Our system collects and processes information from across the electromagnetic spectrum. FPGAs serve as “glue logic” between off the shelf components, and as replacements for ASICs in first generation products. Recently, however, FPGAs have become so dense and fast that they have evolved into the central processors of powerful reconfigurable computing systems [1]. A Xilinx XCV-2000E, for example, contains 38, 400 logic blocks, and can operate at speeds of up to 180MHz. The logic blocks can be configured so as to exploit data, pipeline, process, or I/O parallelism, or all of the above. In computer vision and image processing, FPGAs have already been used to accelerate real-time point tracking, stereo , color-based object detection [4], and video and image compression.

 

Altera FPGA:

Digital camera resolution: 4096 x 1714 pixels. Structured ASIC migration path to low costs: Altera structured ASICs start at US$15 at 100ku for 1 million ASIC gates. Altera's Video and Image Processing Solution: This includes optimized DSP Design Flows, Altera's Video and Image Processing Suite, and interface and third-party video compression IP, and video reference designs.

In image processing, FPGAs have shown very high performance in spite of their low operational frequency. This high performance comes from

(1) high parallelism in applications in image processing,

(2) high ratio of 8 bit operations, and

(3) a large number of internal memory banks on FPGAs which can be accessed in parallel. In the recent microprocessors, it becomes possible to execute SIMD instructions on 128 bit data in one clock cycle. Furthermore, these processors support multi-cores and large cache memory which can hold all image data for each core.

The performance of FPGAs with those processors using three applications in image processing, the three being two-dimensional filters, stereo-vision and k-means clustering, makes it clear how fast an FPGA processes an image, and how many hardware resources are required to achieve the performance.

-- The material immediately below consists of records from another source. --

#[cfg(test)]
mod test {
    use std::thread;

    use super::super::test_prelude::*;
    use crate::mailbox::storage::UidRange;

    #[test]
    fn append_assigns_sequential_uids() {
        let setup = set_up();

        assert_eq!(Uid::u(1), simple_append(&setup.store, SessionId(1)));
        assert_eq!(Uid::u(2), simple_append(&setup.store, SessionId(1)));
        assert_eq!(Uid::u(3), simple_append(&setup.store, SessionId(2)));
    }

    #[test]
    fn concurrent_appends_get_distinct_uids() {
        let setup = set_up();
        let mut threads = Vec::new();

        for session in 1..=4u64 {
            let store = setup.store.clone();
            threads.push(thread::spawn(move || {
                (0..16)
                    .map(|_| simple_append(&store, SessionId(session)))
                    .collect::<Vec<Uid>>()
            }));
        }

        let mut uids: Vec<Uid> = threads
            .into_iter()
            .flat_map(|t| t.join().unwrap())
            .collect();
        uids.sort_unstable();
        uids.dedup();
        assert_eq!(64, uids.len());
    }

    #[test]
    fn appends_are_visible_to_views_of_other_sessions() {
        let setup = set_up();
        simple_append(&setup.store, SessionId(1));

        let (viewer, _) = setup.store.select(SessionId(1)).unwrap();
        assert_eq!(1, viewer.exists_count());

        // Another session appends; this thread performed no operation of
        // its own, yet its view is already current when the append returns.
        let store = setup.store.clone();
        let appender = thread::spawn(move || {
            simple_append(&store, SessionId(2));
            simple_append(&store, SessionId(2));
        });
        appender.join().unwrap();

        assert_eq!(3, viewer.exists_count());
        assert!(viewer.is_size_changed());
        assert_eq!(Some(Seqnum::u(3)), viewer.seqnum(Uid::u(3)));
    }

    #[test]
    fn select_reports_the_mailbox_snapshot() {
        let setup = set_up();
        let uid1 = simple_append(&setup.store, SessionId(1));
        simple_append(&setup.store, SessionId(1));
        setup
            .store
            .set_flags(SessionId(1), uid1, &[Flag::Seen], &[Flag::Recent])
            .unwrap();

        let (view, response) = setup.store.select(SessionId(2)).unwrap();

        assert_eq!(2, response.exists);
        // Only the second message still carries \Recent in storage
        assert_eq!(1, response.recent);
        assert!(view.is_recent(Uid::u(2)));
        assert_eq!(Some(Seqnum::u(2)), response.unseen);
        assert_eq!(Uid::u(3), response.uidnext);
        assert_eq!(setup.store.uid_validity(), response.uidvalidity);
        assert!(response.flags.contains(&Flag::Seen));
        assert!(!response.flags.contains(&Flag::Recent));
    }

    #[test]
    fn flag_changes_fan_out_with_origin_semantics() {
        let setup = set_up();
        let uid = simple_append(&setup.store, SessionId(1));

        let (own, _) = setup.store.select(SessionId(1)).unwrap();
        let (other, _) = setup.store.select(SessionId(2)).unwrap();

        setup
            .store
            .set_flags(SessionId(1), uid, &[Flag::Seen], &[])
            .unwrap();

        // The mutator's own view suppresses the echo by default; the other
        // session's view always reports it
        assert!(own.flag_update_uids().is_empty());
        assert_eq!(vec![uid], other.flag_update_uids());
    }

    #[test]
    fn no_op_flag_change_publishes_nothing() {
        let setup = set_up();
        let uid = simple_append(&setup.store, SessionId(1));
        setup
            .store
            .set_flags(SessionId(1), uid, &[Flag::Seen], &[])
            .unwrap();

        let (other, _) = setup.store.select(SessionId(2)).unwrap();
        setup
            .store
            .set_flags(SessionId(1), uid, &[Flag::Seen], &[])
            .unwrap();

        assert!(other.flag_update_uids().is_empty());
    }

    #[test]
    fn set_flags_on_missing_message_is_an_error() {
        let setup = set_up();

        assert_matches!(
            Err(Error::NxMessage),
            setup.store.set_flags(
                SessionId(1),
                Uid::u(44),
                &[Flag::Seen],
                &[],
            )
        );
    }

    #[test]
    fn expunge_removes_marked_messages_everywhere() {
        let setup = set_up();
        let uid1 = simple_append(&setup.store, SessionId(1));
        let uid2 = simple_append(&setup.store, SessionId(1));
        let uid3 = simple_append(&setup.store, SessionId(1));

        let (own, _) = setup.store.select(SessionId(1)).unwrap();
        let (other, _) = setup.store.select(SessionId(2)).unwrap();

        setup
            .store
            .set_flags(SessionId(1), uid2, &[Flag::Deleted], &[])
            .unwrap();
        let expunged = setup.store.expunge(SessionId(1)).unwrap();
        assert_eq!(vec![uid2], expunged);

        // The issuing session renumbers as it reports each EXPUNGE
        assert_eq!(Some(Seqnum::u(2)), own.remove(uid2));
        assert_eq!(Some(Seqnum::u(2)), own.seqnum(uid3));

        // The other session hears about it through its pending set and
        // renumbers on its own schedule
        assert_eq!(vec![uid2], other.expunged_uids());
        assert_eq!(Some(Seqnum::u(2)), other.remove(uid2));

        // Storage no longer has the message
        let remaining = setup
            .mapper
            .find_in_range(setup.store.id(), UidRange::All)
            .unwrap();
        assert_eq!(
            vec![uid1, uid3],
            remaining.iter().map(|m| m.uid).collect::<Vec<_>>()
        );

        // Expunging again with nothing marked does nothing
        assert!(setup.store.expunge(SessionId(1)).unwrap().is_empty());

        // Storage knows the difference between "expunged" and "never
        // existed"
        assert_matches!(
            Err(Error::ExpungedMessage),
            setup.mapper.delete(setup.store.id(), uid2)
        );
        assert_matches!(
            Err(Error::NxMessage),
            setup.mapper.delete(setup.store.id(), Uid::u(99))
        );
    }

    #[test]
    fn delete_mailbox_notifies_other_sessions() {
        let setup = set_up();
        simple_append(&setup.store, SessionId(1));

        let (own, _) = setup.store.select(SessionId(1)).unwrap();
        let (other, _) = setup.store.select(SessionId(2)).unwrap();

        setup.store.delete_mailbox(SessionId(1)).unwrap();

        assert!(!own.is_deleted_by_other_session());
        assert!(other.is_deleted_by_other_session());
    }

    #[test]
    fn rename_keeps_views_and_store_in_step() {
        let setup = set_up();
        let (view, _) = setup.store.select(SessionId(1)).unwrap();
        let new_path =
            MailboxPath::personal("azure".to_owned(), "Archive".to_owned());

        setup.store.rename(SessionId(2), new_path.clone());

        assert_eq!(new_path, setup.store.path());
        assert_eq!(new_path, view.path());

        // Mutations published against the new path still reach the view
        simple_append(&setup.store, SessionId(2));
        assert_eq!(1, view.exists_count());
    }
}
//-
// Copyright (c) 2020, Jason Lingle
//
// This file is part of Dovetail.
//
// Dovetail is free software: you can redistribute it and/or modify it under
// the terms of the GNU General Public License as published by the Free
// Software Foundation, either version 3 of the License, or (at your option)
// any later version.
//
// Dovetail is distributed in the hope that it will be useful, but WITHOUT ANY
// WARRANTY; without even the implied warranty of MERCHANTABILITY or FITNESS
// FOR A PARTICULAR PURPOSE. See the GNU General Public License for more
// details.
//
// You should have received a copy of the GNU General Public License along
// with Dovetail. If not, see <http://www.gnu.org/licenses/>.

use std::io;

use thiserror::Error;

#[derive(Error, Debug)]
pub enum Error {
    /// The UID was never allocated in this mailbox instance.
    #[error("Message does not exist")]
    NxMessage,
    /// The UID was allocated, but the message has since been expunged.
    #[error("Message has been expunged")]
    ExpungedMessage,
    /// The UID space of the mailbox is exhausted.
    #[error("Mailbox is full")]
    MailboxFull,
    /// The mailbox itself is gone, typically deleted by another session.
    #[error("Mailbox has been deleted")]
    MailboxDeleted,
    /// A system flag that does not exist.
    #[error("No such flag")]
    NxFlag,
    /// A keyword flag containing characters IMAP atoms may not.
    #[error("Unsafe keyword or mailbox name")]
    UnsafeName,
    #[error(transparent)]
    Io(#[from] io::Error),
}
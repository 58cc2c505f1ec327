//-
// Copyright (c) 2020, Jason Lingle
//
// This file is part of Dovetail.
//
// Dovetail is free software: you can redistribute it and/or modify it under
// the terms of the GNU General Public License as published by the Free
// Software Foundation, either version 3 of the License, or (at your option)
// any later version.
//
// Dovetail is distributed in the hope that it will be useful, but WITHOUT ANY
// WARRANTY; without even the implied warranty of MERCHANTABILITY or FITNESS
// FOR A PARTICULAR PURPOSE. See the GNU General Public License for more
// details.
//
// You should have received a copy of the GNU General Public License along
// with Dovetail. If not, see <http://www.gnu.org/licenses/>.

use std::fmt;
use std::mem;
use std::sync::{Arc, Mutex};

/// Tracks text that should be included at the start of every log statement.
///
/// Clones of a `LogPrefix` share the same underlying data, so an update made
/// by the session layer (e.g. on login) is reflected in log statements made
/// by everything holding a clone.
#[derive(Clone)]
pub struct LogPrefix {
    inner: Arc<Mutex<Inner>>,
}

#[derive(Clone)]
struct Inner {
    protocol: String,
    user: Option<String>,
    mailbox: Option<String>,
}

impl LogPrefix {
    pub fn new(protocol: String) -> Self {
        Self {
            inner: Arc::new(Mutex::new(Inner {
                protocol,
                user: None,
                mailbox: None,
            })),
        }
    }

    /// Produce a clone which does not share data with `self`.
    pub fn deep_clone(&self) -> Self {
        let inner = self.inner.lock().unwrap();
        Self {
            inner: Arc::new(Mutex::new(Inner::clone(&inner))),
        }
    }

    pub fn set_user(&self, user: String) {
        self.inner.lock().unwrap().user = Some(sanitise(user));
    }

    pub fn set_mailbox(&self, mailbox: String) {
        self.inner.lock().unwrap().mailbox = Some(sanitise(mailbox));
    }
}

impl fmt::Display for LogPrefix {
    fn fmt(&self, f: &mut fmt::Formatter) -> fmt::Result {
        let inner = self.inner.lock().unwrap();
        write!(f, "{}", inner.protocol)?;
        if inner.user.is_some() || inner.mailbox.is_some() {
            write!(f, "[")?;
            let mut first = true;
            if let Some(ref user) = inner.user {
                write!(f, "{}", user)?;
                first = false;
            }

            if let Some(ref mailbox) = inner.mailbox {
                if !mem::take(&mut first) {
                    write!(f, ":")?;
                }
                write!(f, "{}", mailbox)?;
            }
            write!(f, "]")?;
        }

        Ok(())
    }
}

fn sanitise(mut s: String) -> String {
    s.retain(|c| !c.is_control());
    if let Some((truncate_len, _)) = s.char_indices().nth(64) {
        s.truncate(truncate_len);
    }

    s
}
//-
// Copyright (c) 2020, Jason Lingle
//
// This file is part of Dovetail.
//
// Dovetail is free software: you can redistribute it and/or modify it under
// the terms of the GNU General Public License as published by the Free
// Software Foundation, either version 3 of the License, or (at your option)
// any later version.
//
// Dovetail is distributed in the hope that it will be useful, but WITHOUT ANY
// WARRANTY; without even the implied warranty of MERCHANTABILITY or FITNESS
// FOR A PARTICULAR PURPOSE. See the GNU General Public License for more
// details.
//
// You should have received a copy of the GNU General Public License along
// with Dovetail. If not, see <http://www.gnu.org/licenses/>.

//! Everything to do with keeping sessions' views of mailboxes consistent.
//!
//! There is no shared, authoritative index of a mailbox anywhere in the
//! system. Instead, each session that has a mailbox selected holds its own
//! [`SelectedMailbox`]: a private sequence-number index plus the
//! accumulated not-yet-reported changes for that session's client. IMAP
//! forces this shape — sequence numbers shift at points dictated by each
//! session's own command stream, so no two sessions agree on the numbering
//! at any given wall-clock instant, and a shared index would be wrong for
//! everyone.
//!
//! Consistency between the views comes from the [`EventDispatcher`].
//! Every mutation goes through a [`MessageStore`]: storage first (with UID
//! allocation delegated to the mapper's atomic
//! [`consume_next_uid`](MessageMapper::consume_next_uid) reservation), then
//! an [`Event`] published for the mailbox's path. Delivery is synchronous
//! on the mutating thread, so by the time the mutating call returns, every
//! view — the mutator's own included — has folded the change into its
//! index and pending sets, each under its own lock.
//!
//! The protocol layer completes the cycle: between commands it drains the
//! pending sets off its session's view, emits the unsolicited responses,
//! and calls the matching reset methods.
//!
//! What is deliberately *not* here: message content, command grammar,
//! search, and storage formats. Storage is reached only through the
//! [`MessageMapper`] contract.

mod event;
mod event_analyser;
mod event_bus;
mod message_store;
mod model;
mod selected;
mod seqnum_index;
mod storage;

pub use event::{Event, EventKind, FlagsUpdated};
pub use event_analyser::EventAnalyser;
pub use event_bus::{EventDispatcher, MailboxListener, SubscriptionHandle};
pub use message_store::MessageStore;
pub use model::{
    Flag, MailboxId, MailboxPath, SelectResponse, Seqnum, SessionId, Uid,
};
pub use selected::{IdleWake, SelectedMailbox};
pub use seqnum_index::SeqnumIndex;
pub use storage::{
    MailboxMetadata, MessageMapper, MessageMetadata, UidRange,
    UidReservation,
};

The economics of FPGAs are fundamentally different from the economics of other parallel architectures. Because of the comparatively small size of the image processing market, most special-purpose image processors have been unable to keep pace with advances in general purpose processors. As a result, researchers who adopt them are often left with obsolete technology. FPGAs, on the other hand, enjoy a multi-billion dollar market as low-cost ASIC replacements. Consequently, increases in FPGA speeds and capacities have followed or exceeded Moore’s law for the last several years, and researchers can continue to expect them to keep pace with general-purpose processors.

This entire project is expected to be built in VHDL and so it will follow the IEEE Standard VHDL Language as specified in their reference manual.[5]

It is possible that a camera-link interface may have to be used and/or the entire interface designed by our team for this project. However, in our 2nd meeting with the project advisor this was made null. Since this is a rough draft, we’re linking a webpage to an explanation of the camera-link interface standard specifications. [6]

As far as a link to the hyperspectral imager through gigabit Ethernet which, Altera offers pre-made designs for implementation with their FPGAs. Gigabit Ethernet is a cost-effective technology when used to do the following: Connect multiple devices to a local CPU, Interconnect multiple boards across a backplane or across systems for data transfer, and Control signaling between line cards and the host CPU within an embedded system.